On one hand, the fine for re­main­ing un­in­sured steeply in­creases for next year. On the oth­er, the cost of the in­di­vidu­al man­date pen­alty is cheap­er than buy­ing the least ex­pens­ive in­sur­ance plan for 7.1 mil­lion of the nearly 11 mil­lion un­in­sured eli­gible to en­roll in health ex­changes, ac­cord­ing to a Kais­er Fam­ily Found­a­tion ana­lys­is re­leased Wed­nes­day.

The in­di­vidu­al man­date fee is a crux of the Af­ford­able Care Act, aim­ing to serve as a mo­tiv­at­or for Amer­ic­ans to sign up for health cov­er­age, par­tic­u­larly “young in­vin­cibles” ages 18 to 34. If they don’t, they’ll be faced with the total cost of their health bills. Yet, just how many people this will in­centiv­ize is un­clear.

About 12 mil­lion re­ceived ex­emp­tions from the in­di­vidu­al man­date due to hard­ships, fin­an­cial status, and life events.
Next year those who de­cided against en­rolling in a health plan will have to pay a much high­er tax for not hav­ing health in­sur­ance in 2016 which they will feel when they file their fed­er­al taxes due April 2017.   The cost: $695 per adult and $347.50 per child or 2.5 per­cent of a house­hold’s in­come.  the higher number rules.

Will people who cannot afford the deductible pay the tax or buy insurance they cannot use?  Will those that are healthy opt out and just pay the tax.

What's the future for the ACA?  The cost of healthcare will continue to rise as inflation does that to everything.  Doctors need to be paid, Max needs to be paid, hospitals need to be paid.  We all demand the latest and greatest, the best tests yet complain about the cost of healthcare.  Will the government issue larger subsidies to offset the higher costs?  Will taxes need to be raised to support higher subsidies or will enrollment begin to slip as premiums rise?










21 comments:

  1. Hey Lou,

    Your post to me kinda highlights the point that we really don't know what we want in this country. If we could reach a more or less consensus about what is important, we could start to work on solutions. Because of politics though, we can't even get that far. The ACA, IMO, had one primary goal, and that goal was to reduce the number of uninsured. As a nation, we can't even agree that this is an important goal because of politics.

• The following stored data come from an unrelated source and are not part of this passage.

use std::collections::HashSet;
use std::fmt;

use chrono::NaiveDate;
use concilia_core::money::format_amount;
use concilia_core::{EntryTable, StatementPeriod};
use rust_decimal::Decimal;
use serde::{Deserialize, Serialize};
use thiserror::Error;

use crate::ofx::Transaction;
use crate::util::significant_tokens;

/// Matching tolerances. Defaults are the product values; deployments
/// can override them from configuration without touching scoring code.
#[derive(Debug, Clone, PartialEq, Serialize, Deserialize)]
#[serde(default)]
pub struct MatchConfig {
    /// Largest absolute amount difference, in currency units, still
    /// counted as an amount match.
    pub amount_epsilon: Decimal,
    /// Day window for the strong "due date is near" signal.
    pub near_days: i64,
    /// Day window for the weaker "due date is plausible" signal. Rows
    /// beyond it lose the date signal but are not disqualified.
    pub outer_days: i64,
}

impl Default for MatchConfig {
    fn default() -> Self {
        MatchConfig {
            amount_epsilon: Decimal::new(1, 2), // 0.01
            near_days: 3,
            outer_days: 30,
        }
    }
}

#[derive(Debug, Error)]
#[error("configuração de conciliação inválida: {0}")]
pub struct ConfigError(String);

impl MatchConfig {
    pub fn from_toml(content: &str) -> Result<Self, ConfigError> {
        toml::from_str(content).map_err(|e| ConfigError(e.to_string()))
    }

    /// Defaults adjusted to a statement's coverage: a statement spanning
    /// more than the standard outer window widens it, so due dates
    /// anywhere in the covered period keep their date signal.
    pub fn for_period(period: StatementPeriod) -> Self {
        let mut config = MatchConfig::default();
        if let Some(span) = period.span_days() {
            config.outer_days = config.outer_days.max(span);
        }
        config
    }
}

/// One open receivable or payable row supplied by the caller. Read-only
/// here: the engine never creates, mutates or persists ledger entries.
#[derive(Debug, Clone, PartialEq, Serialize, Deserialize)]
#[serde(rename_all = "camelCase")]
pub struct CandidateLedgerEntry {
    pub id: i64,
    pub entry_table: EntryTable,
    pub due_date: NaiveDate,
    pub amount: Decimal,
    pub description: String,
}

#[derive(Debug, Clone, Copy, PartialEq, Eq, Serialize, Deserialize)]
#[serde(rename_all = "lowercase")]
pub enum Confidence {
    /// Amount matched and the due date is within the near window.
    High,
    /// Amount matched plus a weaker corroborating signal.
    Medium,
    /// A single signal fired.
    Low,
}

impl Confidence {
    /// Sort rank; high sorts first.
    pub fn rank(self) -> u8 {
        match self {
            Confidence::High => 0,
            Confidence::Medium => 1,
            Confidence::Low => 2,
        }
    }
}

impl fmt::Display for Confidence {
    fn fmt(&self, f: &mut fmt::Formatter<'_>) -> fmt::Result {
        match self {
            Confidence::High => write!(f, "high"),
            Confidence::Medium => write!(f, "medium"),
            Confidence::Low => write!(f, "low"),
        }
    }
}

#[derive(Debug, Clone, PartialEq, Serialize, Deserialize)]
#[serde(rename_all = "camelCase")]
pub struct ReconciliationMatch {
    pub entry_id: i64,
    pub entry_table: EntryTable,
    pub due_date: NaiveDate,
    pub amount: Decimal,
    pub description: String,
    pub confidence: Confidence,
    /// User-facing justifications, always in amount, date, description
    /// order.
    pub match_reasons: Vec<String>,
}

/// Workflow state of one statement line. The engine only ever emits
/// Pending; the terminal states record the operator's decision.
#[derive(Debug, Clone, Copy, PartialEq, Eq, Serialize, Deserialize)]
#[serde(rename_all = "lowercase")]
pub enum ItemStatus {
    Pending,
    Matched,
    Created,
    Ignored,
}

impl ItemStatus {
    pub fn is_final(self) -> bool {
        !matches!(self, ItemStatus::Pending)
    }
}

impl fmt::Display for ItemStatus {
    fn fmt(&self, f: &mut fmt::Formatter<'_>) -> fmt::Result {
        match self {
            ItemStatus::Pending => write!(f, "pending"),
            ItemStatus::Matched => write!(f, "matched"),
            ItemStatus::Created => write!(f, "created"),
            ItemStatus::Ignored => write!(f, "ignored"),
        }
    }
}

#[derive(Debug, Error, PartialEq, Eq)]
pub enum TransitionError {
    #[error("o lançamento já foi tratado ({0})")]
    AlreadyResolved(ItemStatus),
    #[error("um lançamento tratado não pode voltar a pendente")]
    BackToPending,
}

#[derive(Debug, Clone, PartialEq, Serialize, Deserialize)]
#[serde(rename_all = "camelCase")]
pub struct ReconciliationItem {
    pub transaction: Transaction,
    pub suggested_matches: Vec<ReconciliationMatch>,
    pub status: ItemStatus,
}

impl ReconciliationItem {
    /// Records the operator's decision. Only a pending item can move,
    /// and only into a terminal state.
    pub fn apply_status(&mut self, next: ItemStatus) -> Result<(), TransitionError> {
        if self.status.is_final() {
            return Err(TransitionError::AlreadyResolved(self.status));
        }
        if next == ItemStatus::Pending {
            return Err(TransitionError::BackToPending);
        }
        self.status = next;
        Ok(())
    }
}

pub struct MatchEngine {
    pub config: MatchConfig,
}

impl Default for MatchEngine {
    fn default() -> Self {
        Self::new(MatchConfig::default())
    }
}

impl MatchEngine {
    pub fn new(config: MatchConfig) -> Self {
        MatchEngine { config }
    }

    /// Builds the pending worklist for one imported statement: one item
    /// per transaction not seen in an earlier import, each carrying its
    /// ranked suggestions.
    pub fn build_items(
        &self,
        transactions: &[Transaction],
        candidates: &[CandidateLedgerEntry],
        previously_imported: &HashSet<String>,
    ) -> Vec<ReconciliationItem> {
        transactions
            .iter()
            .filter(|tx| !previously_imported.contains(&tx.fit_id))
            .map(|tx| ReconciliationItem {
                transaction: tx.clone(),
                suggested_matches: self.suggestions_for(tx, candidates),
                status: ItemStatus::Pending,
            })
            .collect()
    }

    /// Suggestions for one transaction, restricted to candidates on the
    /// ledger side its polarity can settle, ordered best first. The sort
    /// is stable, so fully tied candidates keep their input order.
    fn suggestions_for(
        &self,
        tx: &Transaction,
        candidates: &[CandidateLedgerEntry],
    ) -> Vec<ReconciliationMatch> {
        let table = tx.kind.entry_table();
        let mut scored: Vec<(Decimal, i64, ReconciliationMatch)> = candidates
            .iter()
            .filter(|c| c.entry_table == table)
            .filter_map(|c| self.score(tx, c))
            .collect();

        scored.sort_by(|a, b| {
            (a.2.confidence.rank(), a.0, a.1).cmp(&(b.2.confidence.rank(), b.0, b.1))
        });

        scored.into_iter().map(|(_, _, m)| m).collect()
    }

    /// Returns `Some((amount_diff, date_diff, match))` when at least one
    /// signal fires, else `None`. Candidates with no signal at all are
    /// not surfaced even as low confidence.
    fn score(
        &self,
        tx: &Transaction,
        candidate: &CandidateLedgerEntry,
    ) -> Option<(Decimal, i64, ReconciliationMatch)> {
        let amount_diff = (tx.absolute_amount - candidate.amount.abs()).abs();
        let date_diff = (candidate.due_date - tx.date).num_days().abs();

        let amount = self.amount_signal(amount_diff);
        let date = self.date_signal(date_diff);
        let description = description_signal(tx, candidate);

        let confidence = tier(&amount, &date, &description)?;

        let mut reasons = Vec::new();
        if let Some(reason) = amount.reason() {
            reasons.push(reason);
        }
        if let Some(reason) = date.reason() {
            reasons.push(reason);
        }
        if let Some(reason) = description.reason() {
            reasons.push(reason);
        }

        Some((
            amount_diff,
            date_diff,
            ReconciliationMatch {
                entry_id: candidate.id,
                entry_table: candidate.entry_table,
                due_date: candidate.due_date,
                amount: candidate.amount,
                description: candidate.description.clone(),
                confidence,
                match_reasons: reasons,
            },
        ))
    }

    fn amount_signal(&self, diff: Decimal) -> AmountSignal {
        if diff.is_zero() {
            AmountSignal::Exact
        } else if diff <= self.config.amount_epsilon {
            AmountSignal::Near { diff }
        } else {
            AmountSignal::Absent
        }
    }

    fn date_signal(&self, days: i64) -> DateSignal {
        if days <= self.config.near_days {
            DateSignal::Near { days }
        } else if days <= self.config.outer_days {
            DateSignal::Plausible { days }
        } else {
            DateSignal::Absent
        }
    }
}

enum AmountSignal {
    Exact,
    Near { diff: Decimal },
    Absent,
}

enum DateSignal {
    Near { days: i64 },
    Plausible { days: i64 },
    Absent,
}

enum DescriptionSignal {
    Shared { token: String },
    Absent,
}

impl AmountSignal {
    fn reason(&self) -> Option<String> {
        match self {
            AmountSignal::Exact => Some("Valor idêntico".to_string()),
            AmountSignal::Near { diff } => Some(format!(
                "Valor aproximado (diferença de {})",
                format_amount(*diff)
            )),
            AmountSignal::Absent => None,
        }
    }
}

impl DateSignal {
    fn reason(&self) -> Option<String> {
        match self {
            DateSignal::Near { days } => Some(format!("Data próxima ({})", day_count(*days))),
            DateSignal::Plausible { days } => {
                Some(format!("Data no período esperado ({})", day_count(*days)))
            }
            DateSignal::Absent => None,
        }
    }
}

impl DescriptionSignal {
    fn reason(&self) -> Option<String> {
        match self {
            DescriptionSignal::Shared { token } => {
                Some(format!("Descrição semelhante (\"{token}\")"))
            }
            DescriptionSignal::Absent => None,
        }
    }
}

/// First transaction token also present in the candidate description,
/// scanning in transaction token order.
fn description_signal(tx: &Transaction, candidate: &CandidateLedgerEntry) -> DescriptionSignal {
    let candidate_tokens = significant_tokens(&candidate.description);
    let shared = significant_tokens(&tx.description)
        .into_iter()
        .find(|token| candidate_tokens.iter().any(|c| c == token));
    match shared {
        Some(token) => DescriptionSignal::Shared { token },
        None => DescriptionSignal::Absent,
    }
}

fn tier(
    amount: &AmountSignal,
    date: &DateSignal,
    description: &DescriptionSignal,
) -> Option<Confidence> {
    let amount_hit = !matches!(amount, AmountSignal::Absent);
    let date_hit = !matches!(date, DateSignal::Absent);
    let description_hit = !matches!(description, DescriptionSignal::Absent);

    if amount_hit && matches!(date, DateSignal::Near { .. }) {
        return Some(Confidence::High);
    }
    if amount_hit && (date_hit || description_hit) {
        return Some(Confidence::Medium);
    }
    if amount_hit || date_hit || description_hit {
        return Some(Confidence::Low);
    }
    None
}

fn day_count(days: i64) -> String {
    match days {
        0 => "mesmo dia".to_string(),
        1 => "1 dia".to_string(),
        n => format!("{n} dias"),
    }
}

    I can see the point of free market types, if we had a pure free market, IE not even allowing subsidies from employers, we would have a much much different looking system. That said, even the free market types believe the uninsured should be allowed ER treatment, which means they don't really support a free market solution. We are pretty much just debating the ACA at this point, which is politically expedient for all involved, but functionally useless. In the short term, you can't insure more people and expect it make healthcare cheaper. In the longer run, if people actually started to get healthy, in part through having healthcare access, we might start to reduce the overall cost of care. A subsidy is a subsidy. An employer subsidy is paid for through higher costs of goods and services, a government subsidy is paid for by higher taxes. Bottom line, we are all subsidizing each other and by default, are enabling bad behavior of the many many individuals who have their insurance subsidized who don't take good care of themselves.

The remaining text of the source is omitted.